Re: Debugging TLS negotiation failure

terry.lemons＠dell.com wrote:

Hi

I've followed the instructions in https://www.openldap.org/doc/admin26/quickstart.html to deploy openldap 2.6.4 on a SLES 15 SP4 system. Once I confirmed that this was working correctly, I moved on to configure TLS, following the instructions in https://www.openldap.org/doc/admin26/tls.html. When I try a connection to the LDAPS port (636), I see the following:

ldpdd040:~ # openssl s_client -connect ldpdd042.hop.lab.emc.com:636 CONNECTED(00000003) 139702302594704:error:140790E5:SSL routines:ssl23_write:ssl handshake failure:s23_lib.c:177:

---

no peer certificate available

No client certificate CA names sent

SSL handshake has read 0 bytes and written 293 bytes

New, (NONE), Cipher is (NONE) Secure Renegotiation IS NOT supported Compression: NONE Expansion: NONE No ALPN negotiated SSL-Session: Protocol : TLSv1.2 Cipher : 0000 Session-ID: Session-ID-ctx: Master-Key: Key-Arg : None PSK identity: None PSK identity hint: None SRP username: None Start Time: 1683823897 Timeout : 300 (sec) Verify return code: 0 (ok)

---

ldpdd040:~ #

I'm using this command to start slapd: /usr/local/libexec/slapd -F /usr/local/etc/slapd.d -s 3 -h "ldap:/// ldaps:///"

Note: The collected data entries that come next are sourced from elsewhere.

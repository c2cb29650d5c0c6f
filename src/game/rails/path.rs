use nalgebra::Vector3;
use thiserror::Error;

use crate::game::math::lerp_vec;

/// Distance from an open end at which samples report `end_reached`.
pub const END_TOLERANCE: f32 = 0.05;

/// Points closer than this are treated as coincident when closing a loop.
pub const CLOSE_TOLERANCE: f32 = 0.01;

#[derive(Debug, Error, PartialEq)]
pub enum RailPathError {
    #[error("a rail path needs at least two points, got {0}")]
    TooFewPoints(usize),
    #[error("rail point {0} has a non-finite coordinate")]
    NonFinite(usize),
}

/// Sample returned by [`RailPath::point_at_distance`].
#[derive(Debug, Clone, Copy, PartialEq)]
pub struct PathSample {
    pub point: Vector3<f32>,
    pub tangent: Vector3<f32>,
    /// Within [`END_TOLERANCE`] of either end of an open path
    pub end_reached: bool,
}

/// Closest location on a path to a query point.
#[derive(Debug, Clone, Copy, PartialEq)]
pub struct NearestPoint {
    pub point: Vector3<f32>,
    pub tangent: Vector3<f32>,
    /// Arc-length distance from the start of the path
    pub distance: f32,
}

/// Ordered polyline parameterized by arc length.
///
/// Closed paths store their first point again at the end, so the closing
/// segment is part of `length` and sampling wraps without a seam.
#[derive(Debug, Clone, PartialEq)]
pub struct RailPath {
    points: Vec<Vector3<f32>>,
    tangents: Vec<Vector3<f32>>,
    distances: Vec<f32>,
    length: f32,
    closed: bool,
}

impl RailPath {
    pub fn from_points(mut points: Vec<Vector3<f32>>, closed: bool) -> Result<Self, RailPathError> {
        if points.len() < 2 {
            return Err(RailPathError::TooFewPoints(points.len()));
        }
        if let Some(index) = points
            .iter()
            .position(|p| !(p.x.is_finite() && p.y.is_finite() && p.z.is_finite()))
        {
            return Err(RailPathError::NonFinite(index));
        }

        if closed {
            let first = points[0];
            let last = points.len() - 1;
            if (points[last] - first).norm() <= CLOSE_TOLERANCE {
                points[last] = first;
            } else {
                points.push(first);
            }
        }

        let mut distances = Vec::with_capacity(points.len());
        let mut total = 0.0;
        distances.push(0.0);
        for pair in points.windows(2) {
            total += (pair[1] - pair[0]).norm();
            distances.push(total);
        }

        let tangents = compute_tangents(&points, closed);
        Ok(Self {
            points,
            tangents,
            distances,
            length: total,
            closed,
        })
    }

    pub fn length(&self) -> f32 {
        self.length
    }

    pub fn is_closed(&self) -> bool {
        self.closed
    }

    pub fn points(&self) -> &[Vector3<f32>] {
        &self.points
    }

    pub fn tangents(&self) -> &[Vector3<f32>] {
        &self.tangents
    }

    /// Wraps (closed) or clamps (open) a distance into `[0, length]`.
    pub fn normalize_distance(&self, distance: f32) -> f32 {
        if self.length <= 0.0 {
            return 0.0;
        }
        if self.closed {
            distance.rem_euclid(self.length)
        } else {
            distance.clamp(0.0, self.length)
        }
    }

    pub fn point_at_distance(&self, distance: f32) -> PathSample {
        if self.length <= 0.0 {
            return PathSample {
                point: self.points[0],
                tangent: self.tangents[0],
                end_reached: true,
            };
        }

        let d = self.normalize_distance(distance);
        let segment = self.segment_at(d);
        let start = self.distances[segment];
        let span = self.distances[segment + 1] - start;
        let t = if span > f32::EPSILON { (d - start) / span } else { 0.0 };

        PathSample {
            point: lerp_vec(&self.points[segment], &self.points[segment + 1], t),
            tangent: self.blend_tangent(segment, t),
            end_reached: !self.closed && (d <= END_TOLERANCE || d >= self.length - END_TOLERANCE),
        }
    }

    pub fn nearest_point(&self, position: &Vector3<f32>) -> NearestPoint {
        let mut best = NearestPoint {
            point: self.points[0],
            tangent: self.tangents[0],
            distance: 0.0,
        };
        let mut best_sq = f32::MAX;

        for segment in 0..self.points.len() - 1 {
            let a = self.points[segment];
            let b = self.points[segment + 1];
            let ab = b - a;
            let span_sq = ab.norm_squared();
            let t = if span_sq > f32::EPSILON {
                ((position - a).dot(&ab) / span_sq).clamp(0.0, 1.0)
            } else {
                0.0
            };
            let candidate = a + ab * t;
            let dist_sq = (position - candidate).norm_squared();
            if dist_sq < best_sq {
                best_sq = dist_sq;
                let span = self.distances[segment + 1] - self.distances[segment];
                best = NearestPoint {
                    point: candidate,
                    tangent: self.blend_tangent(segment, t),
                    distance: self.distances[segment] + span * t,
                };
            }
        }
        best
    }

    fn segment_at(&self, distance: f32) -> usize {
        let upper = self.distances.partition_point(|&d| d <= distance);
        upper.saturating_sub(1).min(self.points.len() - 2)
    }

    fn blend_tangent(&self, segment: usize, t: f32) -> Vector3<f32> {
        let a = self.tangents[segment];
        let b = self.tangents[segment + 1];
        lerp_vec(&a, &b, t).try_normalize(1.0e-6).unwrap_or(a)
    }
}

/// Central-difference tangents. Closed paths share one tangent across the seam.
/// Degenerate spans reuse the previous tangent, or +Z at the very start.
fn compute_tangents(points: &[Vector3<f32>], closed: bool) -> Vec<Vector3<f32>> {
    let n = points.len();
    let mut tangents = Vec::with_capacity(n);
    let mut previous = Vector3::z();
    for i in 0..n {
        let (before, after) = if closed && n > 2 && (i == 0 || i == n - 1) {
            (points[n - 2], points[1])
        } else {
            (points[i.saturating_sub(1)], points[(i + 1).min(n - 1)])
        };
        let tangent = match (after - before).try_normalize(1.0e-6) {
            Some(t) => t,
            None => {
                tracing::debug!(index = i, "degenerate rail span, reusing previous tangent");
                previous
            }
        };
        tangents.push(tangent);
        previous = tangent;
    }
    tangents
}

When I execute the openssl command above, I look in /var/log/messages and see:

2023-05-11T12:51:55.213884-04:00 ldpdd042 slapd[20101]: conn=1000 fd=12 ACCEPT from IP=10.247.229.40:56844 (IP=0.0.0.0:636) 2023-05-11T12:51:55.213944-04:00 ldpdd042 slapd[20101]: connection_get(12): got connid=1000 2023-05-11T12:51:55.214004-04:00 ldpdd042 slapd[20101]: connection_read(12): checking for input on id=1000 2023-05-11T12:51:55.214065-04:00 ldpdd042 slapd[20101]: connection_read(12): TLS accept failure error=-1 id=1000, closing 2023-05-11T12:51:55.214138-04:00 ldpdd042 slapd[20101]: connection_close: conn=1000 sd=12 2023-05-11T12:51:55.214207-04:00 ldpdd042 slapd[20101]: conn=1000 fd=12 closed (TLS negotiation failure) ldpdd0

I've appended these lines to /usr/local/etc/openldap/slapd.conf:

# Added TLS directives # TLSCACertificateFile /var/lib/ca-certificates/ca-bundle.pem TLSCertificateFile /etc/ssl/private/server.cert TLSCertificateKeyFile /etc/ssl/private/server.key #TLSCipherSuite ALL

I can't find any log information that helps me understand what the problem is. I'm using a self-signed server certificate that has the cn using the FQDN of the server.

How can I debug this?

Thanks! tl

Hello list,

if I understand the listed configuration correctly slapd is started with online config and the TLS information is configured in the static config file slapd.conf. Is this kind of mixed configuration valid or do the TLS information have to be configured in corresponding olc-Attributes in cn=config?